Po konflikcie pomiędzy lokalnymi mieszkańcami Biszkeku a obcokrajowcami z Pakistanu władze pakistańskie zaplanowały specjalne loty w celu ewakuacji swoich obywateli z Kirgistanu. Poinformowali o tym przedstawiciele służby prasowej międzynarodowego lotniska „Manas”.
We wtorek z lotniska Manas wyleciało do Pakistanu sześć lotów, z czego cztery zostały specjalnie zorganizowane. Według służby prasowej w ciągu dnia samoloty poleciały do Islamabadu, Peszawaru i Lahore. Dwa loty odbywają się regularnie, ale pozostałe cztery zostały zorganizowane przez władze pakistańskie specjalnie w związku z protestami przeciwko obcokrajowcom.
Jak podają lokalne media, na lotnisku panuje kumulacja ludzi. Sytuację w hali odpraw monitorują pracownicy ochrony lotniska oraz ogólnopolskiego patrolu policji.
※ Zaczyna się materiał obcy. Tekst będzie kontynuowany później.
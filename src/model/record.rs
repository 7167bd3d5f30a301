/// Client-side form validation failure
#[derive(Debug, Clone, PartialEq, Eq, thiserror::Error)]
pub enum ValidationError {
    #[error("{0} is required")]
    MissingField(&'static str),
    #[error("Passwords do not match")]
    PasswordMismatch,
}

/// The editable part of a record, bound to a modal form
pub trait Draft: Clone + Default {
    /// Required-field checks run before a form is submitted
    fn validate(&self) -> Result<(), ValidationError>;
}

/// A row in one of the entity lists (users, projects, tasks)
pub trait Record: Clone {
    type Draft: Draft;

    /// Singular noun used in log lines and error messages
    const KIND: &'static str;

    fn id(&self) -> u64;

    /// Build a new record carrying `id` from a submitted draft
    fn from_draft(id: u64, draft: Self::Draft) -> Self;

    /// Replace every non-id field with the draft's values
    fn apply(&mut self, draft: Self::Draft);

    /// Copy the editable fields out, e.g. to prefill an edit form
    fn to_draft(&self) -> Self::Draft;
}
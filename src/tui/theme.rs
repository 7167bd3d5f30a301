use ratatui::style::Color;

use crate::model::UiConfig;
use crate::model::project::ProjectStatus;
use crate::model::task::{Priority, TaskStatus};
use crate::model::user::UserStatus;

/// Parsed color theme for the TUI
#[derive(Debug, Clone)]
pub struct Theme {
    pub background: Color,
    /// Cards, popups and the sidebar
    pub paper: Color,
    pub text: Color,
    pub text_bright: Color,
    pub dim: Color,
    pub primary: Color,
    pub secondary: Color,
    pub border: Color,
    pub selection_bg: Color,
    pub red: Color,
    pub orange: Color,
    pub green: Color,
    pub blue: Color,
    pub grey: Color,
}

impl Default for Theme {
    fn default() -> Self {
        Theme {
            background: Color::Rgb(0x1E, 0x1E, 0x1E),
            paper: Color::Rgb(0x24, 0x24, 0x24),
            text: Color::Rgb(0xE0, 0xE0, 0xE0),
            text_bright: Color::Rgb(0xFF, 0xFF, 0xFF),
            dim: Color::Rgb(0x88, 0x88, 0x88),
            primary: Color::Rgb(0x64, 0x6C, 0xFF),
            secondary: Color::Rgb(0x4C, 0xAF, 0x50),
            border: Color::Rgb(0x3A, 0x3A, 0x3A),
            selection_bg: Color::Rgb(0x33, 0x33, 0x33),
            red: Color::Rgb(0xF4, 0x43, 0x36),
            orange: Color::Rgb(0xFF, 0x98, 0x00),
            green: Color::Rgb(0x4C, 0xAF, 0x50),
            blue: Color::Rgb(0x21, 0x96, 0xF3),
            grey: Color::Rgb(0x66, 0x66, 0x66),
        }
    }
}

/// Parse a hex color string like "#FF4444" into an RGB Color
fn parse_hex_color(hex: &str) -> Option<Color> {
    let hex = hex.strip_prefix('#')?;
    if hex.len() != 6 {
        return None;
    }
    let r = u8::from_str_radix(&hex[0..2], 16).ok()?;
    let g = u8::from_str_radix(&hex[2..4], 16).ok()?;
    let b = u8::from_str_radix(&hex[4..6], 16).ok()?;
    Some(Color::Rgb(r, g, b))
}

impl Theme {
    /// Create a theme from `[ui.colors]`, falling back to defaults.
    /// Unknown slots and malformed values are skipped.
    pub fn from_config(ui: &UiConfig) -> Self {
        let mut theme = Theme::default();

        for (key, value) in &ui.colors {
            let Some(color) = parse_hex_color(value) else {
                tracing::warn!(slot = %key, %value, "ignoring malformed color");
                continue;
            };
            match key.as_str() {
                "background" => theme.background = color,
                "paper" => theme.paper = color,
                "text" => theme.text = color,
                "text_bright" => theme.text_bright = color,
                "dim" => theme.dim = color,
                "primary" => theme.primary = color,
                "secondary" => theme.secondary = color,
                "border" => theme.border = color,
                "selection_bg" => theme.selection_bg = color,
                "red" => theme.red = color,
                "orange" => theme.orange = color,
                "green" => theme.green = color,
                "blue" => theme.blue = color,
                "grey" => theme.grey = color,
                _ => {}
            }
        }

        theme
    }

    pub fn task_status_color(&self, status: &TaskStatus) -> Color {
        match status {
            TaskStatus::InProgress => self.blue,
            TaskStatus::Completed => self.green,
            TaskStatus::Todo => self.red,
            TaskStatus::Other(_) => self.grey,
        }
    }

    pub fn priority_color(&self, priority: &Priority) -> Color {
        match priority {
            Priority::High => self.red,
            Priority::Medium => self.orange,
            Priority::Low => self.green,
            Priority::Other(_) => self.grey,
        }
    }

    pub fn project_status_color(&self, status: ProjectStatus) -> Color {
        match status {
            ProjectStatus::Active => self.primary,
            ProjectStatus::Completed => self.green,
            ProjectStatus::OnHold => self.orange,
        }
    }

    pub fn user_status_color(&self, status: UserStatus) -> Color {
        match status {
            UserStatus::Active => self.green,
            UserStatus::Inactive => self.grey,
        }
    }
}
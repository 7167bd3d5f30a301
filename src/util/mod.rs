pub mod line_input;
pub mod unicode;
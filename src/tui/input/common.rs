use crossterm::event::{KeyCode, KeyEvent, KeyModifiers};

use crate::util::line_input::LineInput;

/// Letters already carry their case, so SHIFT is dropped from character
/// keys to keep match arms simple
pub(super) fn normalize_key(mut key: KeyEvent) -> KeyEvent {
    if matches!(key.code, KeyCode::Char(_)) {
        key.modifiers.remove(KeyModifiers::SHIFT);
    }
    key
}

/// Ctrl+C quits from any mode
pub(super) fn is_force_quit(key: &KeyEvent) -> bool {
    key.modifiers.contains(KeyModifiers::CONTROL) && key.code == KeyCode::Char('c')
}

/// Apply a text-editing key to `input`. Returns false for keys that are
/// not editing keys, so the caller can handle them.
pub(super) fn edit_line(input: &mut LineInput, key: KeyEvent) -> bool {
    match (key.modifiers, key.code) {
        (KeyModifiers::NONE, KeyCode::Char(c)) => input.insert(c),
        (_, KeyCode::Backspace) => input.backspace(),
        (_, KeyCode::Delete) => input.delete(),
        (_, KeyCode::Left) => input.left(),
        (_, KeyCode::Right) => input.right(),
        (_, KeyCode::Home) | (KeyModifiers::CONTROL, KeyCode::Char('a')) => input.home(),
        (_, KeyCode::End) | (KeyModifiers::CONTROL, KeyCode::Char('e')) => input.end(),
        (KeyModifiers::CONTROL, KeyCode::Char('u')) => input.clear(),
        _ => return false,
    }
    true
}
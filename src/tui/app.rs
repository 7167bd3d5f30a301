use std::io;
use std::time::Duration;

use crossterm::event::{self, Event, KeyEventKind};
use crossterm::execute;
use crossterm::terminal::{
    EnterAlternateScreen, LeaveAlternateScreen, disable_raw_mode, enable_raw_mode,
};
use ratatui::Terminal;
use ratatui::backend::CrosstermBackend;

use crate::io::auth_client::HttpAuthBackend;
use crate::io::paths::PmsPaths;
use crate::io::storage::LocalStorage;
use crate::model::config::AppConfig;
use crate::model::record::{Draft, Record};
use crate::model::route::Route;
use crate::model::task::{Priority, TaskStatus};
use crate::ops::auth::AuthService;
use crate::ops::calendar::YearMonth;
use crate::ops::entity_list::EntityList;
use crate::ops::task_query::{SortKey, TaskFilter, TaskPage, TaskQuery};
use crate::ops::workspace::Workspace;
use crate::util::line_input::LineInput;

use super::form::{EntityKind, FormState, FormTarget};
use super::input;
use super::render;
use super::theme::Theme;

/// Current interaction mode
#[derive(Debug, Clone, Copy, PartialEq, Eq)]
pub enum Mode {
    Navigate,
    /// Typing into the task search box
    Search,
    /// A modal add/edit form is open
    Form,
    /// Waiting for y/n on a delete
    Confirm,
    /// Typing into the login or register form
    Auth,
}

/// A delete waiting for confirmation
#[derive(Debug, Clone, PartialEq, Eq)]
pub struct PendingDelete {
    pub kind: EntityKind,
    pub id: u64,
    pub label: String,
}

/// Main application state
pub struct App {
    pub route: Route,
    pub mode: Mode,
    pub should_quit: bool,
    pub theme: Theme,
    pub hide_key_hints: bool,
    pub show_help: bool,
    pub auth: AuthService,
    pub workspace: Workspace,
    pub task_query: TaskQuery,
    pub users_cursor: usize,
    pub projects_cursor: usize,
    /// Row within the current task page
    pub tasks_cursor: usize,
    pub search_input: LineInput,
    pub form: Option<FormState>,
    pub pending_delete: Option<PendingDelete>,
    pub login_form: FormState,
    pub register_form: FormState,
    pub show_calendar: bool,
    pub calendar_month: YearMonth,
    /// `o` was pressed; the next key picks a sort column
    pub sort_prefix: bool,
    /// One-shot message for the status row, cleared on the next key
    pub status_message: Option<String>,
}
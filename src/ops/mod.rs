pub mod auth;
pub mod calendar;
pub mod dashboard;
pub mod entity_list;
pub mod seed;
pub mod task_query;
pub mod workspace;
W nocy 13 maja w stołecznej dzielnicy „Wostok-5” doszło do konfliktu pomiędzy grupą młodych ludzi a studentami zagranicznymi. Doprowadziło to do bójki, po której zagraniczni studenci uciekli do swojego akademika, gdzie zostali obezwładnieni przez napastników, którzy ich okradali. Rząd Kirgistanu potępił incydent przemocy i zaprzeczył pogłoskom o zabójstwach i przemocy.
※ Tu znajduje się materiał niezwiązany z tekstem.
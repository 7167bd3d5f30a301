use std::fmt;
use std::str::FromStr;

use chrono::{Datelike, NaiveDate};

use crate::model::task::Task;

/// A calendar month, e.g. 2024-05
#[derive(Debug, Clone, Copy, PartialEq, Eq, PartialOrd, Ord, Hash)]
pub struct YearMonth {
    pub year: i32,
    /// 1–12
    pub month: u32,
}

#[derive(Debug, Clone, PartialEq, Eq, thiserror::Error)]
#[error("invalid month: {0} (expected YYYY-MM)")]
pub struct InvalidMonth(pub String);

impl YearMonth {
    pub fn new(year: i32, month: u32) -> Option<Self> {
        NaiveDate::from_ymd_opt(year, month, 1).map(|_| YearMonth { year, month })
    }

    pub fn of(date: NaiveDate) -> Self {
        YearMonth {
            year: date.year(),
            month: date.month(),
        }
    }

    pub fn first_day(self) -> NaiveDate {
        NaiveDate::from_ymd_opt(self.year, self.month, 1).unwrap_or(NaiveDate::MIN)
    }

    pub fn prev(self) -> Self {
        if self.month == 1 {
            YearMonth {
                year: self.year - 1,
                month: 12,
            }
        } else {
            YearMonth {
                year: self.year,
                month: self.month - 1,
            }
        }
    }

    pub fn next(self) -> Self {
        if self.month == 12 {
            YearMonth {
                year: self.year + 1,
                month: 1,
            }
        } else {
            YearMonth {
                year: self.year,
                month: self.month + 1,
            }
        }
    }

    pub fn days_in_month(self) -> u32 {
        let next = self.next().first_day();
        next.signed_duration_since(self.first_day()).num_days() as u32
    }

    /// Weekday of the 1st, Sunday = 0
    pub fn first_weekday(self) -> u32 {
        self.first_day().weekday().num_days_from_sunday()
    }

    pub fn contains(self, date: NaiveDate) -> bool {
        date.year() == self.year && date.month() == self.month
    }

    pub fn title(self) -> String {
        self.first_day().format("%B %Y").to_string()
    }
}

impl FromStr for YearMonth {
    type Err = InvalidMonth;

    fn from_str(s: &str) -> Result<Self, Self::Err> {
        let (y, m) = s.split_once('-').ok_or_else(|| InvalidMonth(s.to_string()))?;
        let year = y.parse().map_err(|_| InvalidMonth(s.to_string()))?;
        let month = m.parse().map_err(|_| InvalidMonth(s.to_string()))?;
        YearMonth::new(year, month).ok_or_else(|| InvalidMonth(s.to_string()))
    }
}

impl fmt::Display for YearMonth {
    fn fmt(&self, f: &mut fmt::Formatter<'_>) -> fmt::Result {
        write!(f, "{:04}-{:02}", self.year, self.month)
    }
}

/// Tasks due on `day` of `month`, in list order
pub fn tasks_for_day(tasks: &[Task], month: YearMonth, day: u32) -> Vec<&Task> {
    tasks
        .iter()
        .filter(|t| {
            t.due_date
                .is_some_and(|d| month.contains(d) && d.day() == day)
        })
        .collect()
}

/// One cell of the month grid
#[derive(Debug, Clone, PartialEq, Eq)]
pub enum CalendarCell<'a> {
    /// Padding before the 1st or after the last day
    Blank,
    Day { day: u32, tasks: Vec<&'a Task> },
}

/// Weeks of seven cells, Sunday first, padded with blanks on both ends
pub fn month_grid(tasks: &[Task], month: YearMonth) -> Vec<Vec<CalendarCell<'_>>> {
    let mut cells: Vec<CalendarCell> = Vec::new();
    for _ in 0..month.first_weekday() {
        cells.push(CalendarCell::Blank);
    }
    for day in 1..=month.days_in_month() {
        cells.push(CalendarCell::Day {
            day,
            tasks: tasks_for_day(tasks, month, day),
        });
    }
    while cells.len() % 7 != 0 {
        cells.push(CalendarCell::Blank);
    }
    cells
        .chunks(7)
        .map(|week| week.to_vec())
        .collect()
}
W nocy 18 maja w Biszkeku doszło do starć lokalnych mieszkańców z obcokrajowcami, które doprowadziły do zamieszek. Ministerstwo Spraw Wewnętrznych Kirgistanu wszczęło sprawę karną z artykułu „chuligaństwo”. Informacje Ministerstwa Spraw Wewnętrznych potwierdziły, że w wyniku tych wydarzeń 41 osób zostało rannych, w tym jeden obywatel Pakistanu ze złamaną szczęką.
Prezydent Kirgistanu ogłosił zamiar ukarania osób odpowiedzialnych za atak na akademik.
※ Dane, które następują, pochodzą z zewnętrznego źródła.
use ratatui::Frame;
use ratatui::layout::{Constraint, Rect};
use ratatui::style::{Modifier, Style};
use ratatui::text::{Line, Span};
use ratatui::widgets::{Block, Borders, Cell, Paragraph, Row, Table};

use crate::tui::app::App;

/// Render the projects table. The task count is by project name, the same
/// link the progress chart uses.
pub fn render_projects_view(frame: &mut Frame, app: &App, area: Rect) {
    let bg = app.theme.background;
    let projects = app.workspace.projects.records();
    let tasks = app.workspace.tasks.records();

    let block = Block::default()
        .borders(Borders::ALL)
        .border_style(Style::default().fg(app.theme.border).bg(bg))
        .title(Span::styled(
            format!(" Projects ({}) ", projects.len()),
            Style::default()
                .fg(app.theme.text_bright)
                .bg(bg)
                .add_modifier(Modifier::BOLD),
        ))
        .style(Style::default().bg(bg));

    if projects.is_empty() {
        let empty = Paragraph::new(Line::from(Span::styled(
            " No projects. Press a to add one.",
            Style::default().fg(app.theme.dim).bg(bg),
        )))
        .block(block);
        frame.render_widget(empty, area);
        return;
    }

    let header = Row::new(["ID", "Name", "Status", "Tasks", "Description"]).style(
        Style::default()
            .fg(app.theme.dim)
            .bg(bg)
            .add_modifier(Modifier::BOLD),
    );

    let rows: Vec<Row> = projects
        .iter()
        .enumerate()
        .map(|(i, project)| {
            let row_bg = if i == app.projects_cursor {
                app.theme.selection_bg
            } else {
                bg
            };
            let text = Style::default().fg(app.theme.text).bg(row_bg);
            let task_count = tasks.iter().filter(|t| t.project == project.name).count();
            Row::new(vec![
                Cell::from(Span::styled(project.id.to_string(), text.fg(app.theme.dim))),
                Cell::from(Span::styled(project.name.clone(), text)),
                Cell::from(Span::styled(
                    project.status.label(),
                    text.fg(app.theme.project_status_color(project.status)),
                )),
                Cell::from(Span::styled(format!("{:>5}", task_count), text)),
                Cell::from(Span::styled(
                    project.description.clone(),
                    text.fg(app.theme.dim),
                )),
            ])
            .style(Style::default().bg(row_bg))
        })
        .collect();

    let table = Table::new(
        rows,
        [
            Constraint::Length(4),
            Constraint::Length(24),
            Constraint::Length(10),
            Constraint::Length(5),
            Constraint::Fill(1),
        ],
    )
    .header(header)
    .block(block);
    frame.render_widget(table, area);
}

#[cfg(test)]
mod tests {
    use super::*;
    use crate::tui::app::tests::test_app;
    use crate::tui::render::test_helpers::*;

    #[test]
    fn projects_show_status_and_task_count() {
        let (app, _dir) = test_app();
        let output = render_to_string(TERM_W, 10, |frame, area| {
            render_projects_view(frame, &app, area)
        });
        assert!(output.contains(" Projects (4) "));
        let api = line_with(&output, "API Integration");
        assert!(api.contains("On Hold"));
        assert!(api.contains("    3 "), "{api}");
        assert!(line_with(&output, "Database Migration").contains("Completed"));
    }
}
20 maja służba prasowa Ministerstwa Spraw Wewnętrznych Kirgistanu poinformowała o zatrzymaniu podejrzanych o napad rabunkowy na obcokrajowców w hostelu w Biszkeku. Podejrzani, obywatele Kirgistanu urodzeni w latach 2005-2006, zostali umieszczeni w areszcie tymczasowym, a wszczęto sprawę karną z artykułu „rozbój”.